When asked about the cost of the case she states that –
“The word ‘hell’ is a nice way of describing it… the effect that it had on my life is absolutely terrible and it’s very difficult to feel victorious. It’s actually very, very sad. Sad for everyone, there is no victory in this.”
Her emotional and mental health have suffered as a direct result of other peoples unreasonable treatment of her. And then suffered further by the process of her clearing her name.
But if she went through all of that injustice, and won, and says it wasn’t worth it and led to more suffering….

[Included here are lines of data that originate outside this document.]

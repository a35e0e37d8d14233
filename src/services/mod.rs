//! Business logic services layer

pub mod auth_service;
pub mod study_service;

pub use auth_service::AuthService;
pub use study_service::StudyService;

what is the best thing to do when we face personal injustice
and unreasonable treatment?
Some situations are just so horrible, so destructive and unnecessary there could never be right way for us to respond. You only have your survival instinct. Your intuition.

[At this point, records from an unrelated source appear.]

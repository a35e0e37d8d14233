//! Credential hashing and verification (passwords and token secrets)
//!
//! Records are PHC strings, so every record carries its own algorithm tag,
//! cost parameters and salt. Verification accepts any supported algorithm and
//! always uses the parameters embedded in the record.

use argon2::{
    password_hash::{
        rand_core::OsRng, PasswordHash, PasswordHasher as _, PasswordVerifier, SaltString,
    },
    Algorithm, Argon2, Params, Version,
};
use once_cell::sync::OnceCell;
use pbkdf2::Pbkdf2;
use std::sync::Arc;
use thiserror::Error;

/// Secret behind the placeholder record used for unknown principals
const DUMMY_SECRET: &[u8] = b"flashdeck-placeholder-credential";

/// Hashing backend failures
#[derive(Debug, Error)]
pub enum HashError {
    #[error("invalid hash parameters: {0}")]
    Params(String),

    #[error("failed to hash secret: {0}")]
    Hash(String),

    #[error("hashing task failed: {0}")]
    Task(String),
}

/// Supported hashing algorithms and their work factors
#[derive(Debug, Clone, Copy, PartialEq, Eq)]
pub enum HashAlgorithm {
    Argon2id {
        memory_kib: u32,
        iterations: u32,
        parallelism: u32,
    },
    Pbkdf2Sha256 {
        rounds: u32,
    },
}

impl HashAlgorithm {
    /// Build from the flat configuration values
    pub fn from_settings(
        name: &str,
        iterations: u32,
        memory_kib: u32,
        parallelism: u32,
    ) -> Result<Self, HashError> {
        if iterations == 0 {
            return Err(HashError::Params("iterations must be > 0".to_string()));
        }

        match name.to_lowercase().as_str() {
            "argon2id" => Ok(HashAlgorithm::Argon2id {
                memory_kib,
                iterations,
                parallelism,
            }),
            "pbkdf2-sha256" => Ok(HashAlgorithm::Pbkdf2Sha256 { rounds: iterations }),
            other => Err(HashError::Params(format!(
                "unknown hash algorithm: {}. Must be one of: argon2id, pbkdf2-sha256",
                other
            ))),
        }
    }
}

impl Default for HashAlgorithm {
    /// OWASP recommended argon2id parameters: m=64MiB, t=3, p=4
    fn default() -> Self {
        HashAlgorithm::Argon2id {
            memory_kib: 65536,
            iterations: 3,
            parallelism: 4,
        }
    }
}

/// One-way salted hasher with a deployment-time work factor
#[derive(Clone)]
pub struct CredentialHasher {
    algorithm: HashAlgorithm,
    argon2: Argon2<'static>,
    /// Placeholder record, hashed on first use with this hasher's parameters
    dummy: Arc<OnceCell<String>>,
}

impl CredentialHasher {
    pub fn new(algorithm: HashAlgorithm) -> Result<Self, HashError> {
        let argon2 = match algorithm {
            HashAlgorithm::Argon2id {
                memory_kib,
                iterations,
                parallelism,
            } => {
                let params = Params::new(memory_kib, iterations, parallelism, None)
                    .map_err(|e| HashError::Params(e.to_string()))?;
                Argon2::new(Algorithm::Argon2id, Version::V0x13, params)
            }
            HashAlgorithm::Pbkdf2Sha256 { .. } => Argon2::default(),
        };

        Ok(Self {
            algorithm,
            argon2,
            dummy: Arc::new(OnceCell::new()),
        })
    }

    pub fn algorithm(&self) -> HashAlgorithm {
        self.algorithm
    }

    /// Hash a secret with a fresh random salt
    pub fn hash(&self, secret: &[u8]) -> Result<String, HashError> {
        let salt = SaltString::generate(&mut OsRng);

        let record = match self.algorithm {
            HashAlgorithm::Argon2id { .. } => self
                .argon2
                .hash_password(secret, &salt)
                .map_err(|e| HashError::Hash(e.to_string()))?
                .to_string(),
            HashAlgorithm::Pbkdf2Sha256 { rounds } => {
                let params = pbkdf2::Params {
                    rounds,
                    output_length: 32,
                };
                Pbkdf2
                    .hash_password_customized(secret, None, None, params, &salt)
                    .map_err(|e| HashError::Hash(e.to_string()))?
                    .to_string()
            }
        };

        Ok(record)
    }

    /// Verify a secret against a stored record.
    ///
    /// Malformed or unrecognised records fail closed.
    pub fn verify(&self, secret: &[u8], record: &str) -> bool {
        let parsed = match PasswordHash::new(record) {
            Ok(parsed) => parsed,
            Err(e) => {
                tracing::debug!("Unrecognized hash record: {}", e);
                return false;
            }
        };

        let verifiers: [&dyn PasswordVerifier; 2] = [&self.argon2, &Pbkdf2];
        parsed.verify_password(&verifiers, secret).is_ok()
    }

    /// Hash on the blocking pool
    pub async fn spawn_hash(&self, secret: String) -> Result<String, HashError> {
        let hasher = self.clone();
        tokio::task::spawn_blocking(move || hasher.hash(secret.as_bytes()))
            .await
            .map_err(|e| HashError::Task(e.to_string()))?
    }

    /// Verify on the blocking pool
    pub async fn spawn_verify(&self, secret: String, record: String) -> Result<bool, HashError> {
        let hasher = self.clone();
        tokio::task::spawn_blocking(move || hasher.verify(secret.as_bytes(), &record))
            .await
            .map_err(|e| HashError::Task(e.to_string()))
    }

    /// Run one verification against the placeholder record and discard the result.
    ///
    /// Lookups that find no principal call this so they cost the same as a
    /// secret mismatch.
    pub async fn spawn_verify_placeholder(&self, secret: String) {
        let hasher = self.clone();
        let outcome = tokio::task::spawn_blocking(move || {
            if let Some(record) = hasher.placeholder_record() {
                let _ = hasher.verify(secret.as_bytes(), record);
            }
        })
        .await;

        if let Err(e) = outcome {
            tracing::warn!("Placeholder verification task failed: {}", e);
        }
    }

    #[cfg(test)]
    pub(crate) fn placeholder_built(&self) -> bool {
        self.dummy.get().is_some()
    }

    fn placeholder_record(&self) -> Option<&str> {
        self.dummy
            .get_or_try_init(|| self.hash(DUMMY_SECRET))
            .map(String::as_str)
            .map_err(|e| tracing::warn!("Failed to build placeholder record: {}", e))
            .ok()
    }
}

Her intuition told her something was very wrong. And she was right. We must always be ready to hear our intuition.
It might lead us into war, but it will always get us to the other side. A place in line with our values. Surrounded by like minded souls. A place where we can thrive.
Whilst this lady has been through a quite extreme experience, I think most of us can relate to being in a scenario where we feel we have been unfairly treated. Pushed out. Misled.

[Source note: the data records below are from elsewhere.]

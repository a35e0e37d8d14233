//! 学习集的 HTTP 处理器

use axum::{
    extract::{Path, Query, State},
    Json,
};
use serde_json::{json, Value};
use std::sync::Arc;

use crate::{
    auth::gateway::CurrentUser,
    error::AppError,
    middleware::AppState,
    models::{
        study_set::{CreateSetRequest, ListSetsQuery, SetResponse, UpdateSetRequest},
        user::UserResponse,
    },
};

/// 创建学习集
pub async fn create_set(
    State(state): State<Arc<AppState>>,
    CurrentUser(user): CurrentUser,
    Json(req): Json<CreateSetRequest>,
) -> Result<Json<Value>, AppError> {
    let set = state.study_service.create_set(&user, req).await?;
    let owner = UserResponse::from(user);

    Ok(Json(json!({
        "success": true,
        "set": SetResponse::new(set, owner),
    })))
}

/// 列出学习集（分页）
pub async fn list_sets(
    State(state): State<Arc<AppState>>,
    CurrentUser(user): CurrentUser,
    Query(query): Query<ListSetsQuery>,
) -> Result<Json<Value>, AppError> {
    let (sets, pagination) = state.study_service.list_sets(&user, &query).await?;
    let owner = UserResponse::from(user);

    let sets: Vec<SetResponse> = sets
        .into_iter()
        .map(|set| SetResponse::new(set, owner.clone()))
        .collect();

    Ok(Json(json!({
        "success": true,
        "sets": sets,
        "pagination": pagination,
    })))
}

/// 获取学习集
pub async fn get_set(
    State(state): State<Arc<AppState>>,
    CurrentUser(user): CurrentUser,
    Path(set_id): Path<i64>,
) -> Result<Json<Value>, AppError> {
    let set = state.study_service.get_set(&user, set_id).await?;

    Ok(Json(json!({
        "success": true,
        "set": SetResponse::new(set, UserResponse::from(user)),
    })))
}

/// 更新学习集
pub async fn update_set(
    State(state): State<Arc<AppState>>,
    CurrentUser(user): CurrentUser,
    Path(set_id): Path<i64>,
    Json(req): Json<UpdateSetRequest>,
) -> Result<Json<Value>, AppError> {
    let set = state.study_service.update_set(&user, set_id, req).await?;

    Ok(Json(json!({
        "success": true,
        "set": SetResponse::new(set, UserResponse::from(user)),
    })))
}

/// 删除学习集（卡片级联删除）
pub async fn delete_set(
    State(state): State<Arc<AppState>>,
    CurrentUser(user): CurrentUser,
    Path(set_id): Path<i64>,
) -> Result<Json<Value>, AppError> {
    state.study_service.delete_set(&user, set_id).await?;

    Ok(Json(json!({
        "success": true,
        "message": "Set deleted successfully",
    })))
}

A few years ago I left a pretty toxic work environment. I walked away. There has always been a niggle in my mind. That walking away in some way made it easy for it to be brushed under the carpet. That I was saying it was ok to treat me like that, I will go, you can stay.
And the guilt that walking away would simply mean someone else would be targeted. Oh the guilt!
Reading this woman’s story changed my way of thinking.
Its ok to simply walk away. Or fight, or negotiate, or run. Whatever your intuition tells you to do in the moment you make a decision to act. Do that!
The important thing is – don’t stay.
To carry on allowing ourselves to be treated badly is the worst outcome. That is questioning our value, accepting negative flow and allowing it to impact on our day-to-day life.
We don’t have control over other people and how they treat us. If they are determined to be unreasonable, cruel, or untruthful, we cant stop them. Perhaps they will attract like-minded souls to replace us? And they will be happier for it too?!
It might be walking away from a job, relationship, friend, or lifestyle. Sometimes, the only thing to do is to have faith it is the right decision. And to have faith that the fallout might be a period of discomfort, or even hell, but it will come to a conclusion.
And if we are leaving a situation that feels wrong, striving to find something right for us, we will find it.